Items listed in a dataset
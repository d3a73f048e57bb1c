//! Clock port for time-related operations

use chrono::{DateTime, Utc};

/// Port for getting the current time.
///
/// Report timestamps go through this port so tests can pin them.
pub trait Clock: Send + Sync {
    /// Returns the current UTC timestamp.
    fn now(&self) -> DateTime<Utc>;
}
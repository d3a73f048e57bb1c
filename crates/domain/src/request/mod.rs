//! HTTP Request domain types

mod body;
mod header;
mod method;
mod spec;

pub use body::RequestBody;
pub use header::{Header, Headers};
pub use method::HttpMethod;
pub use spec::RequestSpec;
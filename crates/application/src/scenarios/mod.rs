//! Contract scenarios for the objects resource.
//!
//! A scenario sends one or more requests and checks status codes and body
//! fields. Scenarios that need an existing object create it themselves
//! through [`ScenarioContext::create_object`]; nothing is shared between
//! scenarios.

mod catalog;
mod context;
pub mod messages;

pub use catalog::run;
pub use context::{ScenarioContext, ScenarioError};

use std::fmt;

/// Every scenario the suite knows, in execution order.
#[derive(Debug, Clone, Copy, PartialEq, Eq, Hash, PartialOrd, Ord)]
pub enum ScenarioKind {
    /// POST a single object and check the echo.
    PostCreatesObject,
    /// POST a JSON array instead of an object.
    PostRejectsArrayBody,
    /// GET an object created in the same scenario.
    GetReturnsCreatedObject,
    /// GET an id that does not exist.
    GetUnknownIdNotFound,
    /// PUT a full replacement with a changed year.
    PutReplacesObject,
    /// PUT to an id that does not exist.
    PutUnknownIdNotFound,
    /// PATCH only the name.
    PatchUpdatesNameOnly,
    /// PATCH a field the schema does not know.
    PatchRejectsUnknownField,
    /// DELETE an object created in the same scenario.
    DeleteRemovesObject,
    /// DELETE an id that does not exist.
    DeleteUnknownIdNotFound,
    /// Created ids can be used verbatim as a path segment.
    CreatedIdIsPathSafe,
    /// Two GETs return the same fields as the POST.
    GetIsIdempotent,
    /// PUT does not keep fields left out of the body.
    PutDropsOmittedFields,
    /// A second DELETE of the same id is a 404.
    DeleteIsSingleUse,
}

impl ScenarioKind {
    /// All scenarios, ordered.
    pub const ALL: [Self; 14] = [
        Self::PostCreatesObject,
        Self::PostRejectsArrayBody,
        Self::GetReturnsCreatedObject,
        Self::GetUnknownIdNotFound,
        Self::PutReplacesObject,
        Self::PutUnknownIdNotFound,
        Self::PatchUpdatesNameOnly,
        Self::PatchRejectsUnknownField,
        Self::DeleteRemovesObject,
        Self::DeleteUnknownIdNotFound,
        Self::CreatedIdIsPathSafe,
        Self::GetIsIdempotent,
        Self::PutDropsOmittedFields,
        Self::DeleteIsSingleUse,
    ];

    /// 1-based execution order.
    #[must_use]
    pub const fn order(self) -> u8 {
        match self {
            Self::PostCreatesObject => 1,
            Self::PostRejectsArrayBody => 2,
            Self::GetReturnsCreatedObject => 3,
            Self::GetUnknownIdNotFound => 4,
            Self::PutReplacesObject => 5,
            Self::PutUnknownIdNotFound => 6,
            Self::PatchUpdatesNameOnly => 7,
            Self::PatchRejectsUnknownField => 8,
            Self::DeleteRemovesObject => 9,
            Self::DeleteUnknownIdNotFound => 10,
            Self::CreatedIdIsPathSafe => 11,
            Self::GetIsIdempotent => 12,
            Self::PutDropsOmittedFields => 13,
            Self::DeleteIsSingleUse => 14,
        }
    }

    /// Stable snake_case identifier.
    #[must_use]
    pub const fn name(self) -> &'static str {
        match self {
            Self::PostCreatesObject => "post_creates_object",
            Self::PostRejectsArrayBody => "post_rejects_array_body",
            Self::GetReturnsCreatedObject => "get_returns_created_object",
            Self::GetUnknownIdNotFound => "get_unknown_id_not_found",
            Self::PutReplacesObject => "put_replaces_object",
            Self::PutUnknownIdNotFound => "put_unknown_id_not_found",
            Self::PatchUpdatesNameOnly => "patch_updates_name_only",
            Self::PatchRejectsUnknownField => "patch_rejects_unknown_field",
            Self::DeleteRemovesObject => "delete_removes_object",
            Self::DeleteUnknownIdNotFound => "delete_unknown_id_not_found",
            Self::CreatedIdIsPathSafe => "created_id_is_path_safe",
            Self::GetIsIdempotent => "get_is_idempotent",
            Self::PutDropsOmittedFields => "put_drops_omitted_fields",
            Self::DeleteIsSingleUse => "delete_is_single_use",
        }
    }

    /// Human-readable title used in logs and reports.
    #[must_use]
    pub const fn display_name(self) -> &'static str {
        match self {
            Self::PostCreatesObject => "POST creates an object and echoes every field",
            Self::PostRejectsArrayBody => "POST rejects an array of objects with 400",
            Self::GetReturnsCreatedObject => "GET returns the object by id",
            Self::GetUnknownIdNotFound => "GET returns 404 for an unknown id",
            Self::PutReplacesObject => "PUT replaces every field of the object",
            Self::PutUnknownIdNotFound => "PUT returns 404 for an unknown id",
            Self::PatchUpdatesNameOnly => "PATCH updates only the fields sent",
            Self::PatchRejectsUnknownField => "PATCH rejects fields the object does not have",
            Self::DeleteRemovesObject => "DELETE removes the object by id",
            Self::DeleteUnknownIdNotFound => "DELETE returns 404 for an unknown id",
            Self::CreatedIdIsPathSafe => "Created ids are usable as a path segment",
            Self::GetIsIdempotent => "Repeated GETs return the POSTed fields unchanged",
            Self::PutDropsOmittedFields => "PUT drops fields left out of the body",
            Self::DeleteIsSingleUse => "Deleting the same id twice yields 200 then 404",
        }
    }
}

impl fmt::Display for ScenarioKind {
    fn fmt(&self, f: &mut fmt::Formatter<'_>) -> fmt::Result {
        write!(f, "{:02} {}", self.order(), self.name())
    }
}

/// An ordered selection of scenarios.
#[derive(Debug, Clone, PartialEq, Eq)]
pub struct Catalog {
    kinds: Vec<ScenarioKind>,
}

impl Catalog {
    /// The ten request/response contract scenarios.
    #[must_use]
    pub fn core() -> Self {
        Self::from_kinds(ScenarioKind::ALL.into_iter().filter(|k| k.order() <= 10))
    }

    /// The core scenarios followed by the property scenarios.
    #[must_use]
    pub fn full() -> Self {
        Self::from_kinds(ScenarioKind::ALL)
    }

    /// Builds a catalog from any selection. Order is always ascending and
    /// duplicates are dropped.
    #[must_use]
    pub fn from_kinds(kinds: impl IntoIterator<Item = ScenarioKind>) -> Self {
        let mut kinds: Vec<_> = kinds.into_iter().collect();
        kinds.sort_by_key(|k| k.order());
        kinds.dedup();
        Self { kinds }
    }

    /// Scenarios in execution order.
    pub fn iter(&self) -> impl Iterator<Item = ScenarioKind> + '_ {
        self.kinds.iter().copied()
    }

    /// Number of scenarios.
    #[must_use]
    #[allow(clippy::missing_const_for_fn)] // Vec::len is not const in stable
    pub fn len(&self) -> usize {
        self.kinds.len()
    }

    /// Returns true if nothing is selected.
    #[must_use]
    #[allow(clippy::missing_const_for_fn)] // Vec::is_empty is not const in stable
    pub fn is_empty(&self) -> bool {
        self.kinds.is_empty()
    }
}
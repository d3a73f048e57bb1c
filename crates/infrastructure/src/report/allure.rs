//! Allure-compatible result writer.
//!
//! Each scenario becomes one `{uuid}-result.json` file. Every captured
//! exchange is written next to it as `{uuid}-attachment.json` and linked
//! from the result, so the Allure UI shows request and response per
//! scenario.

use std::path::{Path, PathBuf};

use async_trait::async_trait;
use objects_contract_application::capture::Exchange;
use objects_contract_application::ports::{ReportError, ReportSink};
use objects_contract_application::report::{ScenarioOutcome, ScenarioReport};
use objects_contract_domain::TestResults;
use serde::Serialize;
use tracing::debug;
use uuid::Uuid;

use crate::serialization::{SerializationError, to_json_stable_bytes};

const SUITE_LABEL: &str = "objects-contract";
const JSON_MIME: &str = "application/json";

/// Writes Allure result files into a directory.
#[derive(Debug, Clone)]
pub struct AllureResultsSink {
    dir: PathBuf,
}

impl AllureResultsSink {
    /// Creates a sink writing into `dir`. The directory is created on the
    /// first write.
    #[must_use]
    pub fn new(dir: impl Into<PathBuf>) -> Self {
        Self { dir: dir.into() }
    }

    /// Target directory.
    #[must_use]
    pub fn dir(&self) -> &Path {
        &self.dir
    }

    async fn write_json<T: Serialize + Sync>(
        &self,
        file_name: &str,
        value: &T,
    ) -> Result<(), ReportError> {
        let bytes = to_json_stable_bytes(value).map_err(serialization_error)?;
        tokio::fs::write(self.dir.join(file_name), bytes).await?;
        Ok(())
    }
}

#[async_trait]
impl ReportSink for AllureResultsSink {
    async fn record(&self, report: &ScenarioReport) -> Result<(), ReportError> {
        tokio::fs::create_dir_all(&self.dir).await?;

        let mut attachments = Vec::with_capacity(report.exchanges.len());
        for (index, exchange) in report.exchanges.exchanges().iter().enumerate() {
            let source = format!("{}-attachment.json", Uuid::new_v4());
            self.write_json(&source, exchange).await?;
            attachments.push(AllureAttachment {
                name: attachment_name(index, exchange),
                source,
                kind: JSON_MIME,
            });
        }

        let uuid = Uuid::new_v4();
        let result = AllureResult::from_report(uuid, report, attachments);
        let file_name = format!("{uuid}-result.json");
        self.write_json(&file_name, &result).await?;

        debug!(scenario = %report.name, file = %file_name, "wrote allure result");
        Ok(())
    }
}

fn serialization_error(error: SerializationError) -> ReportError {
    ReportError::Serialization(error.to_string())
}

fn attachment_name(index: usize, exchange: &Exchange) -> String {
    format!(
        "{}. {} {}",
        index + 1,
        exchange.request.method,
        exchange.request.url
    )
}

#[derive(Debug, Serialize)]
#[serde(rename_all = "camelCase")]
struct AllureResult<'a> {
    uuid: Uuid,
    history_id: &'a str,
    name: &'a str,
    full_name: String,
    status: &'static str,
    #[serde(skip_serializing_if = "Option::is_none")]
    status_details: Option<StatusDetails<'a>>,
    stage: &'static str,
    start: i64,
    stop: i64,
    labels: Vec<AllureLabel<'a>>,
    steps: Vec<AllureStep<'a>>,
    attachments: Vec<AllureAttachment>,
}

impl<'a> AllureResult<'a> {
    fn from_report(
        uuid: Uuid,
        report: &'a ScenarioReport,
        attachments: Vec<AllureAttachment>,
    ) -> Self {
        let start = report.started_at.timestamp_millis();
        let stop = report.finished_at.timestamp_millis();
        Self {
            uuid,
            history_id: &report.name,
            name: &report.display_name,
            full_name: format!("{SUITE_LABEL}::{:02}_{}", report.order, report.name),
            status: report.outcome.label(),
            status_details: report
                .outcome
                .reason()
                .map(|message| StatusDetails { message }),
            stage: "finished",
            start,
            stop,
            labels: vec![
                AllureLabel {
                    name: "suite",
                    value: SUITE_LABEL,
                },
                AllureLabel {
                    name: "testMethod",
                    value: &report.name,
                },
            ],
            steps: report
                .checks
                .iter()
                .map(|check| AllureStep::from_check(check, &report.outcome, start, stop))
                .collect(),
            attachments,
        }
    }
}

#[derive(Debug, Serialize)]
struct StatusDetails<'a> {
    message: &'a str,
}

#[derive(Debug, Serialize)]
struct AllureLabel<'a> {
    name: &'static str,
    value: &'a str,
}

#[derive(Debug, Serialize)]
#[serde(rename_all = "camelCase")]
struct AllureStep<'a> {
    name: &'a str,
    status: &'static str,
    #[serde(skip_serializing_if = "Option::is_none")]
    status_details: Option<StatusDetails<'a>>,
    stage: &'static str,
    start: i64,
    stop: i64,
}

impl<'a> AllureStep<'a> {
    fn from_check(
        check: &'a TestResults,
        outcome: &'a ScenarioOutcome,
        start: i64,
        stop: i64,
    ) -> Self {
        let passed = check.all_passed();
        Self {
            name: &check.suite_name,
            status: if passed { "passed" } else { "failed" },
            status_details: if passed {
                None
            } else {
                outcome.reason().map(|message| StatusDetails { message })
            },
            stage: "finished",
            start,
            stop,
        }
    }
}

#[derive(Debug, Serialize)]
struct AllureAttachment {
    name: String,
    source: String,
    #[serde(rename = "type")]
    kind: &'static str,
}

*What you need to do*: Take the entries above and return only the lines from the one with "for time-related operations" to the one with "fn now(&self) -> DateTime<Utc>;", both included, unchanged.

*Answer section*:
//! Clock port for time-related operations

use chrono::{DateTime, Utc};

/// Port for getting the current time.
///
/// Report timestamps go through this port so tests can pin them.
pub trait Clock: Send + Sync {
    /// Returns the current UTC timestamp.
    fn now(&self) -> DateTime<Utc>;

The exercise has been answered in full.